▶ **WORK TO BE COMPLETED**
Below are the records; copy exactly the stretch from the line containing "frac_part = sum.split_off(split);" through the line containing "for (index, &token)", both ends included, and nothing else.

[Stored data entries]
"""

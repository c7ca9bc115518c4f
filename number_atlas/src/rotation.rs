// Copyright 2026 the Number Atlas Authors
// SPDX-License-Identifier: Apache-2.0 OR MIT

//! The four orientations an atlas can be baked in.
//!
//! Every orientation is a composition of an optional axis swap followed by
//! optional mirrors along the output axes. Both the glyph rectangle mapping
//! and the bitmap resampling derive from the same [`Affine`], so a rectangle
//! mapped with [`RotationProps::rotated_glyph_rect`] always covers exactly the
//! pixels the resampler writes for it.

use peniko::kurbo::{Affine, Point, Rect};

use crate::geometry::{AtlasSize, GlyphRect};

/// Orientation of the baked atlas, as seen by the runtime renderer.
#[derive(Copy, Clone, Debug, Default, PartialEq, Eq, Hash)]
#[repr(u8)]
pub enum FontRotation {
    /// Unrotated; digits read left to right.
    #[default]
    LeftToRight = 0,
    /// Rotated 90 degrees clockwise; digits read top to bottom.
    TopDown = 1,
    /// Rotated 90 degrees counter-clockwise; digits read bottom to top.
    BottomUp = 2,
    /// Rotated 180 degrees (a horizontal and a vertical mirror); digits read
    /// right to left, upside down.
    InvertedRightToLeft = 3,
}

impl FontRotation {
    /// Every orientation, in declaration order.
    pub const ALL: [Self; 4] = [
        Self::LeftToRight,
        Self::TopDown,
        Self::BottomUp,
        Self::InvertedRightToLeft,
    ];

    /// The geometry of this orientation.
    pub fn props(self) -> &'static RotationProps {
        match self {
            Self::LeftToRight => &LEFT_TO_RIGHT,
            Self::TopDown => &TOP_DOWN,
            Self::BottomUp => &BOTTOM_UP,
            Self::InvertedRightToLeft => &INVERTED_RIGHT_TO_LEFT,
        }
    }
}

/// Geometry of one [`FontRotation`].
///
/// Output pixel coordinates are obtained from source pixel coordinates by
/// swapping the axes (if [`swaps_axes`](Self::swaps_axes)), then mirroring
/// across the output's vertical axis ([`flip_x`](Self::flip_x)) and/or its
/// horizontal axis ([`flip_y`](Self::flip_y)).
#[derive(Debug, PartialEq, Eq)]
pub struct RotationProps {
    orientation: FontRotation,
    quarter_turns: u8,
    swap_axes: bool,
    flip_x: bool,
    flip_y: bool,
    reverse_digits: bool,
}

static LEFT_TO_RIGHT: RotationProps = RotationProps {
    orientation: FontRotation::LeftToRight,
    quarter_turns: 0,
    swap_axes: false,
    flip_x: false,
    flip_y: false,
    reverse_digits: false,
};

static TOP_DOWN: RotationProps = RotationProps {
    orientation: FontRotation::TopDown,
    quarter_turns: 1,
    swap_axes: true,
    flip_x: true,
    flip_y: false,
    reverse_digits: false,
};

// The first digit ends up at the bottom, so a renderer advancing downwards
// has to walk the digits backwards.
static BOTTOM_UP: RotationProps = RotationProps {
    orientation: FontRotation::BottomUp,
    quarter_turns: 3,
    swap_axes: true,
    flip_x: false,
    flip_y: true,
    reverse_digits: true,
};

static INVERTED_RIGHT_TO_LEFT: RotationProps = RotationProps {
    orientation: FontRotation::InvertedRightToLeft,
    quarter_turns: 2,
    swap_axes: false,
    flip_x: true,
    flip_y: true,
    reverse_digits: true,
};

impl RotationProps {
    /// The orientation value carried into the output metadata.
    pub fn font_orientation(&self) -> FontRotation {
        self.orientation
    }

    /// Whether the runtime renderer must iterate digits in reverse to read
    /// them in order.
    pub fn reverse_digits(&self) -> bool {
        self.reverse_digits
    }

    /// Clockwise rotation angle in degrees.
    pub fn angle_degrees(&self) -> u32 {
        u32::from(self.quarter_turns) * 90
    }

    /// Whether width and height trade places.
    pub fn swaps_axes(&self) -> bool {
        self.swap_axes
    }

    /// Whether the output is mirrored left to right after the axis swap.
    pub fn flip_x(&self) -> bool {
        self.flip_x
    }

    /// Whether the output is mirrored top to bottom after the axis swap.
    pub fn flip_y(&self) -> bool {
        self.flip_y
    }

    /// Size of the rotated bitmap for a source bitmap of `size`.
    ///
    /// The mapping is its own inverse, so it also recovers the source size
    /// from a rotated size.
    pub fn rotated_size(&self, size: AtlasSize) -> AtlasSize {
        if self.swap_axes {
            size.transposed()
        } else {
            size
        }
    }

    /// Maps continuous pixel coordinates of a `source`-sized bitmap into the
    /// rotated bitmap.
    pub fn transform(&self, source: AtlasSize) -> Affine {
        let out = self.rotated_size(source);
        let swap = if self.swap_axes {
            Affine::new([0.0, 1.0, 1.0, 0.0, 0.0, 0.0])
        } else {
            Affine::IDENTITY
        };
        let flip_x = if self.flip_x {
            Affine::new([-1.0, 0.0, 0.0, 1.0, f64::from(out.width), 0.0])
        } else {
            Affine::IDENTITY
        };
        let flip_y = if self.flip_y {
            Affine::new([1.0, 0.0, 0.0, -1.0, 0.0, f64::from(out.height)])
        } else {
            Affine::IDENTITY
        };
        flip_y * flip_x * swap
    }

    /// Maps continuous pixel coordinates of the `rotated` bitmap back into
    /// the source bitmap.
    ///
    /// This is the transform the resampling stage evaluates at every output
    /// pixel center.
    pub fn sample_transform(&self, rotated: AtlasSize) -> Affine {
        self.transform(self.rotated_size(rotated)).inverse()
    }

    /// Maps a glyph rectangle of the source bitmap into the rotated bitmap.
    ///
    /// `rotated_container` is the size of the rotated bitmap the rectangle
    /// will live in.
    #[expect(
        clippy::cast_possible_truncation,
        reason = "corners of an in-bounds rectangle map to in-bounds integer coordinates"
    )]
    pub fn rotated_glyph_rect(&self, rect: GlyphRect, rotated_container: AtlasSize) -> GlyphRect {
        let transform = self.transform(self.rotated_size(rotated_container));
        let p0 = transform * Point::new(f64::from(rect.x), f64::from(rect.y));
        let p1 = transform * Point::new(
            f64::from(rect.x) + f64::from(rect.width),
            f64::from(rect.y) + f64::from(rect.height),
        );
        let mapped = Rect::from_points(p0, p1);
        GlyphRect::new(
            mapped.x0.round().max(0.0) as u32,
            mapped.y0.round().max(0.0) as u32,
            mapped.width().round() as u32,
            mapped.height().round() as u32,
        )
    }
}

"""
"""

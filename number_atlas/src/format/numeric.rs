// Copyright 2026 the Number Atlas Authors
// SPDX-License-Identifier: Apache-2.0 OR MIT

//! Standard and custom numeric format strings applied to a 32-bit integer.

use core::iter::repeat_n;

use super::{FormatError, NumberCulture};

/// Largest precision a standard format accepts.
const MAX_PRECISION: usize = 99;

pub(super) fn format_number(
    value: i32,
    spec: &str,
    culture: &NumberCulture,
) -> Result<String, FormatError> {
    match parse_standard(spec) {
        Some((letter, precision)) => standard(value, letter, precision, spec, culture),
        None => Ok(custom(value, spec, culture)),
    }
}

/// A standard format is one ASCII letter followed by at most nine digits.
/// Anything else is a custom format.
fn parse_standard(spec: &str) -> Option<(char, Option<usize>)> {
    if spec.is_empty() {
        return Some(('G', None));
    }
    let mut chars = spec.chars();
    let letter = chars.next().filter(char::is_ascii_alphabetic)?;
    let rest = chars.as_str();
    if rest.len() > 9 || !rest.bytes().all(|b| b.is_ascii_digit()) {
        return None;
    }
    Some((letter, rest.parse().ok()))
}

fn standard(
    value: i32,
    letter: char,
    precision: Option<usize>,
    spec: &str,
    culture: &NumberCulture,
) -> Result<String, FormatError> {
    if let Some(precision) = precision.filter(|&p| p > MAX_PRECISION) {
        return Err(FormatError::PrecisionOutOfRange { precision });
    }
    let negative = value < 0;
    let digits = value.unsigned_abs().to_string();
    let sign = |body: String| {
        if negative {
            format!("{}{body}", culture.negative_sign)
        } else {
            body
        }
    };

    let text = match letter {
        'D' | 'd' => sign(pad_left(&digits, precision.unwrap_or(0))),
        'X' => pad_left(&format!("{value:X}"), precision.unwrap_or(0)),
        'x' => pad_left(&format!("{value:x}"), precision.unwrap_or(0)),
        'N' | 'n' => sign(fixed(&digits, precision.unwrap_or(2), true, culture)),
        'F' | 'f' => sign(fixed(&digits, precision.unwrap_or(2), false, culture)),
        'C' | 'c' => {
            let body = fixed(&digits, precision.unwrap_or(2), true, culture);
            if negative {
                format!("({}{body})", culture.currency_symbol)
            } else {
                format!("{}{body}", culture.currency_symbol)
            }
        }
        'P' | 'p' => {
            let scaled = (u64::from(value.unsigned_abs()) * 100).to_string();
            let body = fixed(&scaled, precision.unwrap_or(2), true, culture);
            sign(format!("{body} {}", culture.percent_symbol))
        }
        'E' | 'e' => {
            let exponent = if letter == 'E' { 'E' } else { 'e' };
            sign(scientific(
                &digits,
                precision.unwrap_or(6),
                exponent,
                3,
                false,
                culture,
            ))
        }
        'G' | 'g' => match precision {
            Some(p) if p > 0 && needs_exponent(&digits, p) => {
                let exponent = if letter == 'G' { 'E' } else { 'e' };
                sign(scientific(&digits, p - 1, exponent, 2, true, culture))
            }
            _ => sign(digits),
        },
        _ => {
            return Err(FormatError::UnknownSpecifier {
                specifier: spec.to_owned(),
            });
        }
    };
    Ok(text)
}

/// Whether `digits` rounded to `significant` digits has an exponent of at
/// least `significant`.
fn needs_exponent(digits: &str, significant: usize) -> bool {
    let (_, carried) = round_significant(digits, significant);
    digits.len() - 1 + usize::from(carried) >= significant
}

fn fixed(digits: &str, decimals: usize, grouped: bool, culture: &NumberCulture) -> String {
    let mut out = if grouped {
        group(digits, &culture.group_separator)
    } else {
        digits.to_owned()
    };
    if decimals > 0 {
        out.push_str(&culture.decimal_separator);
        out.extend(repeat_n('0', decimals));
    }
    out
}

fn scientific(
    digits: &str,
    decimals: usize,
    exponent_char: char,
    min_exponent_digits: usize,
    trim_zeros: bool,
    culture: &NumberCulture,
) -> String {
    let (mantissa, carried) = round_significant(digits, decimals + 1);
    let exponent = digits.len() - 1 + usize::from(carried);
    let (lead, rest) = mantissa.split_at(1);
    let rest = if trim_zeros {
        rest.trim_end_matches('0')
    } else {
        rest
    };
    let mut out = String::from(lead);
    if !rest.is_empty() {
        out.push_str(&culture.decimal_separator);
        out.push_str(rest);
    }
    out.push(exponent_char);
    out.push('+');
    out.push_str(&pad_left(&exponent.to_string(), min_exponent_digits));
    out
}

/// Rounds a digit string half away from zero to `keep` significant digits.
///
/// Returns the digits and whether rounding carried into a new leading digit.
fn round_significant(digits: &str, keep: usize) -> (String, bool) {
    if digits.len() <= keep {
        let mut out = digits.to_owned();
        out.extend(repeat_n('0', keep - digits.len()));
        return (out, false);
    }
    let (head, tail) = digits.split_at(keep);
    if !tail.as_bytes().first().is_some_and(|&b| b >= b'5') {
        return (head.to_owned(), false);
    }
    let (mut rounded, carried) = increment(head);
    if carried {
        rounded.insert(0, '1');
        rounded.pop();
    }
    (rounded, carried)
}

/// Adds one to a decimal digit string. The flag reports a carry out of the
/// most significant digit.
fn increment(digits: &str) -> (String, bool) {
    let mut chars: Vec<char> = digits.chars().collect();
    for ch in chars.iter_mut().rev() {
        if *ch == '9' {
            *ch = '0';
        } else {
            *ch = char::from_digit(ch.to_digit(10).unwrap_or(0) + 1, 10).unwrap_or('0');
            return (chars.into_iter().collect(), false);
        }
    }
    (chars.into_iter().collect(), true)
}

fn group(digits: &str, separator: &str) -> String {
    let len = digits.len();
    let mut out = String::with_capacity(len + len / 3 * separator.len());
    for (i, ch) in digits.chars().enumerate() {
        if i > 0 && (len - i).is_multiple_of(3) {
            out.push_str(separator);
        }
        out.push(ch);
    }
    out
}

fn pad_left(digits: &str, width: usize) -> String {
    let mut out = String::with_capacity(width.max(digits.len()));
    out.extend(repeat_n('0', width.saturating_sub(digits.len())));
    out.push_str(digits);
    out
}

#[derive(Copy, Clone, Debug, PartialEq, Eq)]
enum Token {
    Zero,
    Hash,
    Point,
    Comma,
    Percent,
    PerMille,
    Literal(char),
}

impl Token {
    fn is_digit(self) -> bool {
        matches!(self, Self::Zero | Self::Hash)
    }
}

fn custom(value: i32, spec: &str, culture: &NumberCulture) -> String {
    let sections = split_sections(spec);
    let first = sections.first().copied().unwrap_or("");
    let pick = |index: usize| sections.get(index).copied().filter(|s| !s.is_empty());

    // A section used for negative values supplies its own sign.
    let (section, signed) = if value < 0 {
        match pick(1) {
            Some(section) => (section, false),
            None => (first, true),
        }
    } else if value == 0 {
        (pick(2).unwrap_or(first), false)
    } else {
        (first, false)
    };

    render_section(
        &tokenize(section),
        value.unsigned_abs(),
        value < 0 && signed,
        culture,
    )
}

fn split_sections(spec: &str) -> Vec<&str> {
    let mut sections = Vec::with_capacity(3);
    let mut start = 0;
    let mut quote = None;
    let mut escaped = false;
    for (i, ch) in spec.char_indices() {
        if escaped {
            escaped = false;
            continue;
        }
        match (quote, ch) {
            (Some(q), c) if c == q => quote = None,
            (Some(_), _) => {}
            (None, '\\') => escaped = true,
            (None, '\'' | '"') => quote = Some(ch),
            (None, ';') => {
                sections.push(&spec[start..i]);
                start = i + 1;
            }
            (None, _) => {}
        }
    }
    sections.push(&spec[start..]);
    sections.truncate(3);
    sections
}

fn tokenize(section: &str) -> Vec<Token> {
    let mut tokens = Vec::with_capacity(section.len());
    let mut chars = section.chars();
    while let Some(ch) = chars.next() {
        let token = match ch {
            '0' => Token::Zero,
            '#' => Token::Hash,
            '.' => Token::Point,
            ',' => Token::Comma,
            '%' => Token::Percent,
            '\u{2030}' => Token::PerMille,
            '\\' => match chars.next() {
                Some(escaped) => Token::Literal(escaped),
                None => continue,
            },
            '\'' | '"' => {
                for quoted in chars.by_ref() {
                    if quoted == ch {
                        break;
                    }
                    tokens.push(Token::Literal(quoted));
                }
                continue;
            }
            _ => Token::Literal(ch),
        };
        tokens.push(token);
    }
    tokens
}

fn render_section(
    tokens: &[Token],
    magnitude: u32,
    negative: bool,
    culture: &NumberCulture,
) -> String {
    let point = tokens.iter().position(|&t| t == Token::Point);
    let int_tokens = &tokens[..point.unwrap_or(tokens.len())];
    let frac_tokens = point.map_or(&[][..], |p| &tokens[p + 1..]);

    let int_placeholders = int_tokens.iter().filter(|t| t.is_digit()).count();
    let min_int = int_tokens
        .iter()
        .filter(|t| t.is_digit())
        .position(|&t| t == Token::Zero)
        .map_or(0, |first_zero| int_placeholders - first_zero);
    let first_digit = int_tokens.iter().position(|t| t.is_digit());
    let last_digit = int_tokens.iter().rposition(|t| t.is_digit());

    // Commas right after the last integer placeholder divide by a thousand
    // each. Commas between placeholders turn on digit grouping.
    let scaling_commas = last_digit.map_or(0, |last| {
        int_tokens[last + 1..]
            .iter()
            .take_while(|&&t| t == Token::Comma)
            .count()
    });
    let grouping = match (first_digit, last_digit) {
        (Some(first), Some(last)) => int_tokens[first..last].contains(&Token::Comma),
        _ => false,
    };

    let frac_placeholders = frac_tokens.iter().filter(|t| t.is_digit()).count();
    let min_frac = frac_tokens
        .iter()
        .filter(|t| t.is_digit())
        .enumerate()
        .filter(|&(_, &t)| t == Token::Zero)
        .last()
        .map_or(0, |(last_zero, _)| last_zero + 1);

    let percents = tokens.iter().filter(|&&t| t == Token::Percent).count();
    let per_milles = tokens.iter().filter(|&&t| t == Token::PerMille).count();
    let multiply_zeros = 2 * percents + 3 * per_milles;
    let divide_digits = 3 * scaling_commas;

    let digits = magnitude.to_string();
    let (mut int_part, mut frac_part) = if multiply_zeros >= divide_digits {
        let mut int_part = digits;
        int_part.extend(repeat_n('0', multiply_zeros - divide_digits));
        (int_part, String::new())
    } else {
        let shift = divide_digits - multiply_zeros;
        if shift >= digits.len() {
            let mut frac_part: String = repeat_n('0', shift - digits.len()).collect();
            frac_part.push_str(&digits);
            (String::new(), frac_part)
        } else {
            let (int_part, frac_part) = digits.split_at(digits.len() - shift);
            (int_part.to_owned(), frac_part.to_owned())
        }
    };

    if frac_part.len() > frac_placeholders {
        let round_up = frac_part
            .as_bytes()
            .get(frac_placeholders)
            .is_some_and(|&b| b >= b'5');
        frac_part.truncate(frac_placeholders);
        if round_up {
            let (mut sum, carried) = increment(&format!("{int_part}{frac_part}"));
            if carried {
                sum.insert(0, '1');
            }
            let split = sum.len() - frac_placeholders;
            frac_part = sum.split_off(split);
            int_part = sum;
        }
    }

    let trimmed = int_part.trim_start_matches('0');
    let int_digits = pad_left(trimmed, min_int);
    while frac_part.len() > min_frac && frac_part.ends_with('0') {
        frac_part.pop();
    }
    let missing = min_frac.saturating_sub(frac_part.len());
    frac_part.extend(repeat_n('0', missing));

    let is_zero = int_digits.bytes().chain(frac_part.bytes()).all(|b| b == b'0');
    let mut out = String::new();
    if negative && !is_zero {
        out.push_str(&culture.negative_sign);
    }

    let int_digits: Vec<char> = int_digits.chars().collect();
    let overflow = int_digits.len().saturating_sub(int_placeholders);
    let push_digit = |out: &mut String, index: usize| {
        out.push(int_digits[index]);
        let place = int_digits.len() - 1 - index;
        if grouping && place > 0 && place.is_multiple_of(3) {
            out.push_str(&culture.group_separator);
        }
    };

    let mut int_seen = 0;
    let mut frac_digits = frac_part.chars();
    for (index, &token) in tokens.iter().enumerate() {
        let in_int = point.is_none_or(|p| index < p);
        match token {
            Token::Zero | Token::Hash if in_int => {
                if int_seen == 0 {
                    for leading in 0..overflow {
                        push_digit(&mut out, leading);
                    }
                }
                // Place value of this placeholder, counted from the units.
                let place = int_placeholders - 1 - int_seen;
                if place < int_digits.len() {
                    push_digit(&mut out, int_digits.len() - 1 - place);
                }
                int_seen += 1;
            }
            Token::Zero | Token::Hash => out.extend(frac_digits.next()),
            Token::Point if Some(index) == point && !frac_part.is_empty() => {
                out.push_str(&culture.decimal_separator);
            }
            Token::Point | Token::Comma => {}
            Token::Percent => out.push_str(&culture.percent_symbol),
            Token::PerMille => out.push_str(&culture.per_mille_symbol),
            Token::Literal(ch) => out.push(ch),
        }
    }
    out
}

"""

▶ **ANSWER FOR THE TASK**
            frac_part = sum.split_off(split);
            int_part = sum;
        }
    }

    let trimmed = int_part.trim_start_matches('0');
    let int_digits = pad_left(trimmed, min_int);
    while frac_part.len() > min_frac && frac_part.ends_with('0') {
        frac_part.pop();
    }
    let missing = min_frac.saturating_sub(frac_part.len());
    frac_part.extend(repeat_n('0', missing));

    let is_zero = int_digits.bytes().chain(frac_part.bytes()).all(|b| b == b'0');
    let mut out = String::new();
    if negative && !is_zero {
        out.push_str(&culture.negative_sign);
    }

    let int_digits: Vec<char> = int_digits.chars().collect();
    let overflow = int_digits.len().saturating_sub(int_placeholders);
    let push_digit = |out: &mut String, index: usize| {
        out.push(int_digits[index]);
        let place = int_digits.len() - 1 - index;
        if grouping && place > 0 && place.is_multiple_of(3) {
            out.push_str(&culture.group_separator);
        }
    };

    let mut int_seen = 0;
    let mut frac_digits = frac_part.chars();
    for (index, &token) in tokens.iter().enumerate() {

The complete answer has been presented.